In Toronto's Greektown, there is a small Orthodox Church in honour of St Irene Chrysovolantou.

What I found very interesting about this Church is that while the main Church is closed to the public during the week, the entrance is open to all, has icons to venerate and the possibility of lighting a candle - which many do. All Churches should have similar set-up, I believe.

St Irene was a Byzantine princess who decided to become a nun in the Chrysovolantou monastery outside Constantinople. She was soon blessed by the Abbess to pray all night . . .

As she prayed, as one eye-witness confirmed, the cedar trees around the monastic courtyard bowed their peaks down toward her. She would tie handkerchiefs to the peaks. After she finished her lengthy prayer rule, the trees would straighten up. Icons of her depict this scene.
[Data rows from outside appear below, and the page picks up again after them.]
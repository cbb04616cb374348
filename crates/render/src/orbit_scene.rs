use crate::controls::{OrbitCamera, OrbitControls, OrbitControlsConfig};
use crate::scene::{Scene, SceneFactory, SceneInit};
use offscreen_bridge::{ElementProxyReceiver, Listener, ListenerOptions, listener};
use offscreen_common::Surface;
use offscreen_protocol::{EventKind, EventRecord};
use std::cell::Cell;
use std::rc::{Rc, Weak};

/// Normalized device position of the cursor over the surface.
///
/// Cleared to a point far off-surface so nothing is picked.
#[derive(Debug, Clone, Copy, PartialEq)]
pub struct PickPosition {
    pub x: f64,
    pub y: f64,
}

impl PickPosition {
    pub const CLEARED: Self = Self {
        x: -100_000.0,
        y: -100_000.0,
    };

    pub fn is_cleared(&self) -> bool {
        *self == Self::CLEARED
    }
}

impl Default for PickPosition {
    fn default() -> Self {
        Self::CLEARED
    }
}

#[derive(Debug, Clone, Copy)]
struct Cube {
    color: u32,
    x: f32,
    rotation: f32,
}

/// Three spinning cubes under orbit controls.
pub struct OrbitScene {
    // Dropped before `input` so it can still unsubscribe.
    controls: OrbitControls,
    surface: Rc<Cell<Surface>>,
    input: Rc<ElementProxyReceiver>,
    cubes: Vec<Cube>,
    pick: Rc<Cell<PickPosition>>,
    pick_listeners: Vec<(EventKind, Listener)>,
    frames: u64,
}

impl OrbitScene {
    pub fn new(init: SceneInit) -> Self {
        let SceneInit {
            surface,
            input_element,
        } = init;
        let surface = Rc::new(Cell::new(surface));
        let controls = OrbitControls::new(
            OrbitCamera::default(),
            &input_element,
            OrbitControlsConfig::default(),
        );
        let cubes = [(0x44aa88, 0.0), (0x8844aa, -2.0), (0xaa8844, 2.0)]
            .into_iter()
            .map(|(color, x)| Cube {
                color,
                x,
                rotation: 0.0,
            })
            .collect();

        let pick = Rc::new(Cell::new(PickPosition::CLEARED));
        let pick_listeners = pick_listeners(&pick, &surface, &Rc::downgrade(&input_element));
        for (kind, l) in &pick_listeners {
            input_element.add_event_listener(*kind, Rc::clone(l), ListenerOptions::default());
        }

        Self {
            surface,
            input: input_element,
            controls,
            cubes,
            pick,
            pick_listeners,
            frames: 0,
        }
    }

    pub fn pick_position(&self) -> PickPosition {
        self.pick.get()
    }

    pub fn surface(&self) -> Surface {
        self.surface.get()
    }

    pub fn camera(&self) -> OrbitCamera {
        self.controls.camera()
    }

    pub fn frames(&self) -> u64 {
        self.frames
    }

    /// Match the drawing surface to the element's client size.
    fn resize_to_display(&mut self) -> bool {
        let (w, h) = (self.input.client_width(), self.input.client_height());
        let mut surface = self.surface.get();
        let changed = surface.set_size(w, h);
        self.surface.set(surface);
        if surface.height > 0 {
            self.controls
                .set_aspect(surface.width as f32 / surface.height as f32);
        }
        changed
    }
}

impl Scene for OrbitScene {
    fn render(&mut self, time: f64) -> String {
        if self.input.document().is_hidden() {
            return format!("=== Orbit (frame={}) hidden ===\n", self.frames);
        }
        let resized = self.resize_to_display();
        for (ndx, cube) in self.cubes.iter_mut().enumerate() {
            let speed = 1.0 + ndx as f64 * 0.1;
            cube.rotation = (time * speed) as f32;
        }
        self.frames += 1;

        let surface = self.surface.get();
        let cam = self.controls.camera();
        let eye = cam.position();
        let mut out = String::new();
        out.push_str(&format!(
            "=== Orbit (frame={}, t={time:.3}) ===\n",
            self.frames
        ));
        out.push_str(&format!(
            "Surface: {}x{}{}\n",
            surface.width,
            surface.height,
            if resized { " (resized)" } else { "" }
        ));
        out.push_str(&format!(
            "Camera: eye=({:.2}, {:.2}, {:.2}) target=({:.2}, {:.2}, {:.2}) aspect={:.2}\n",
            eye.x, eye.y, eye.z, cam.target.x, cam.target.y, cam.target.z, cam.aspect
        ));
        let pick = self.pick.get();
        if pick.is_cleared() {
            out.push_str("Pick: none\n");
        } else {
            out.push_str(&format!("Pick: ({:.3}, {:.3})\n", pick.x, pick.y));
        }
        for cube in &self.cubes {
            out.push_str(&format!(
                "  [#{:06x}] x={:.1} rot={:.3}\n",
                cube.color, cube.x, cube.rotation
            ));
        }
        out
    }
}

impl Drop for OrbitScene {
    fn drop(&mut self) {
        for (kind, l) in self.pick_listeners.drain(..) {
            self.input.remove_event_listener(kind, &l);
        }
    }
}

fn set_pick(
    pick: &Cell<PickPosition>,
    surface: &Cell<Surface>,
    element: &Weak<ElementProxyReceiver>,
    client: (f64, f64),
) {
    let Some(element) = element.upgrade() else {
        return;
    };
    let rect = element.get_bounding_client_rect();
    let surface = surface.get();
    if rect.width == 0 || rect.height == 0 || surface.width == 0 || surface.height == 0 {
        pick.set(PickPosition::CLEARED);
        return;
    }
    let (sw, sh) = (f64::from(surface.width), f64::from(surface.height));
    let x = (client.0 - f64::from(rect.left)) * sw / f64::from(rect.width);
    let y = (client.1 - f64::from(rect.top)) * sh / f64::from(rect.height);
    pick.set(PickPosition {
        x: x / sw * 2.0 - 1.0,
        y: y / sh * -2.0 + 1.0,
    });
}

fn pick_listeners(
    pick: &Rc<Cell<PickPosition>>,
    surface: &Rc<Cell<Surface>>,
    element: &Weak<ElementProxyReceiver>,
) -> Vec<(EventKind, Listener)> {
    let from_pointer = {
        let (pick, surface, element) = (Rc::clone(pick), Rc::clone(surface), element.clone());
        listener(move |e: &EventRecord| {
            if let (Some(x), Some(y)) = (e.client_x, e.client_y) {
                set_pick(&pick, &surface, &element, (x, y));
            }
            Ok(())
        })
    };
    let from_touch = {
        let (pick, surface, element) = (Rc::clone(pick), Rc::clone(surface), element.clone());
        listener(move |e: &EventRecord| {
            if e.kind == EventKind::TouchStart {
                e.prevent_default();
            }
            if let Some(t) = e.touches.as_deref().and_then(|t| t.first()) {
                set_pick(&pick, &surface, &element, (t.client_x, t.client_y));
            }
            Ok(())
        })
    };
    let clear = {
        let pick = Rc::clone(pick);
        listener(move |_| {
            pick.set(PickPosition::CLEARED);
            Ok(())
        })
    };

    vec![
        (EventKind::MouseMove, from_pointer),
        (EventKind::MouseOut, Rc::clone(&clear)),
        (EventKind::MouseLeave, Rc::clone(&clear)),
        (EventKind::TouchStart, Rc::clone(&from_touch)),
        (EventKind::TouchMove, from_touch),
        (EventKind::TouchEnd, clear),
    ]
}

/// Builds an `OrbitScene` for every started proxy.
#[derive(Debug, Default, Clone, Copy)]
pub struct OrbitSceneFactory;

impl SceneFactory for OrbitSceneFactory {
    fn init(&self, init: SceneInit) -> anyhow::Result<Box<dyn Scene>> {
        Ok(Box::new(OrbitScene::new(init)))
    }
}

#[cfg(test)]
mod tests {
    use super::*;
    use offscreen_bridge::{DocumentShim, VisibilityState};
    use offscreen_common::Geometry;
    use offscreen_protocol::{EventData, Touch};

    fn scene_at(geometry: Geometry) -> (OrbitScene, Rc<ElementProxyReceiver>) {
        let el = Rc::new(ElementProxyReceiver::new("A".into(), Rc::new(DocumentShim::new())));
        el.handle_event(&EventData::from(geometry));
        let scene = OrbitScene::new(SceneInit {
            surface: Surface::default(),
            input_element: Rc::clone(&el),
        });
        (scene, el)
    }

    #[test]
    fn pick_starts_cleared() {
        let (scene, _el) = scene_at(Geometry::new(0, 0, 300, 150));
        assert!(scene.pick_position().is_cleared());
    }

    #[test]
    fn mousemove_sets_normalized_pick() {
        let (scene, el) = scene_at(Geometry::new(10, 20, 300, 150));
        // Center of the element.
        el.dispatch_event(&EventRecord::new(EventKind::MouseMove).at(160.0, 95.0));
        let p = scene.pick_position();
        assert!(p.x.abs() < 1e-9 && p.y.abs() < 1e-9, "{p:?}");

        // Top-left corner.
        el.dispatch_event(&EventRecord::new(EventKind::MouseMove).at(10.0, 20.0));
        assert_eq!(scene.pick_position(), PickPosition { x: -1.0, y: 1.0 });
    }

    #[test]
    fn mouseout_and_touchend_clear_pick() {
        let (scene, el) = scene_at(Geometry::new(0, 0, 300, 150));
        for clearing in [EventKind::MouseOut, EventKind::MouseLeave, EventKind::TouchEnd] {
            el.dispatch_event(&EventRecord::new(EventKind::MouseMove).at(30.0, 30.0));
            assert!(!scene.pick_position().is_cleared());
            el.dispatch_event(&EventRecord::new(clearing));
            assert!(scene.pick_position().is_cleared(), "{clearing}");
        }
    }

    #[test]
    fn touch_uses_first_touch() {
        let (scene, el) = scene_at(Geometry::new(0, 0, 200, 100));
        let mut touch = EventRecord::new(EventKind::TouchStart);
        touch.touches = Some(vec![Touch::new(0, 200.0, 100.0), Touch::new(1, 0.0, 0.0)]);
        el.dispatch_event(&touch);
        assert_eq!(scene.pick_position(), PickPosition { x: 1.0, y: -1.0 });
    }

    #[test]
    fn zero_sized_element_clears_pick() {
        let (scene, el) = scene_at(Geometry::new(0, 0, 0, 0));
        el.dispatch_event(&EventRecord::new(EventKind::MouseMove).at(5.0, 5.0));
        assert!(scene.pick_position().is_cleared());
    }

    #[test]
    fn render_resizes_surface_to_client_size() {
        let (mut scene, el) = scene_at(Geometry::new(0, 0, 400, 200));
        let frame = scene.render(0.5);
        assert_eq!(scene.surface(), Surface { width: 400, height: 200 });
        assert!(frame.contains("Surface: 400x200 (resized)"));
        assert!((scene.camera().aspect - 2.0).abs() < 1e-6);

        el.handle_event(&EventData::from(Geometry::new(0, 0, 100, 100)));
        let frame = scene.render(1.0);
        assert!(frame.contains("Surface: 100x100 (resized)"));
        assert!((scene.camera().aspect - 1.0).abs() < 1e-6);

        let frame = scene.render(1.5);
        assert!(frame.contains("Surface: 100x100\n"));
    }

    #[test]
    fn render_reports_cubes_and_frame_count() {
        let (mut scene, _el) = scene_at(Geometry::new(0, 0, 300, 150));
        scene.render(0.0);
        let frame = scene.render(2.0);
        assert_eq!(scene.frames(), 2);
        assert!(frame.contains("frame=2"));
        assert!(frame.contains("[#44aa88] x=0.0 rot=2.000"));
        assert!(frame.contains("[#8844aa] x=-2.0 rot=2.200"));
        assert!(frame.contains("[#aa8844] x=2.0 rot=2.400"));
        assert!(frame.contains("Pick: none"));
    }

    #[test]
    fn frame_has_one_line_per_item() {
        let (mut scene, el) = scene_at(Geometry::new(0, 0, 300, 150));
        el.dispatch_event(&EventRecord::new(EventKind::MouseMove).at(150.0, 75.0));
        let frame = scene.render(0.0);
        assert!(frame.ends_with('\n'));
        let lines: Vec<&str> = frame.lines().collect();
        assert_eq!(lines.len(), 7);
        assert!(lines[0].starts_with("=== Orbit (frame=1"));
        assert_eq!(lines[3], "Pick: (0.000, 0.000)");
    }

    #[test]
    fn hidden_document_skips_frame() {
        let doc = Rc::new(DocumentShim::new());
        let el = Rc::new(ElementProxyReceiver::new("A".into(), Rc::clone(&doc)));
        let mut scene = OrbitScene::new(SceneInit {
            surface: Surface::default(),
            input_element: el,
        });
        doc.set_visibility_state(VisibilityState::Hidden);
        assert!(scene.render(1.0).contains("hidden"));
        assert_eq!(scene.frames(), 0);
    }

    #[test]
    fn dropping_scene_detaches_listeners() {
        let (scene, el) = scene_at(Geometry::new(0, 0, 300, 150));
        assert_eq!(el.listener_count(EventKind::MouseMove), 1);
        assert_eq!(el.listener_count(EventKind::PointerDown), 1);
        drop(scene);
        assert_eq!(el.listener_count(EventKind::MouseMove), 0);
        assert_eq!(el.listener_count(EventKind::PointerDown), 0);
    }

    #[test]
    fn factory_builds_scene() {
        let el = Rc::new(ElementProxyReceiver::new("A".into(), Rc::new(DocumentShim::new())));
        let scene = OrbitSceneFactory.init(SceneInit {
            surface: Surface::default(),
            input_element: el,
        });
        assert!(scene.is_ok());
    }
}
She is almost always likewise depicted holding three apples, given to her miraculously by St John the Theologian and Apostle. The apples gave off an aromatic smell and never decayed even when they were cut open. Apples continue to grow on trees around the Chrysovolantou monastery to this day and they too do not decay. July 28 (new calendar) is her feastday and apples are blessed and eaten in her honour to this day.

She is also invoked by couples desiring to have children. If a child is conceived and born as a result of the Saint's intercession, the tradition is to name the child "Chrysovolanou" for boys or "Chrysovolanti" for girls!

She lived and reposed in the ninth century so she belongs to all Christians. May she intercede for us!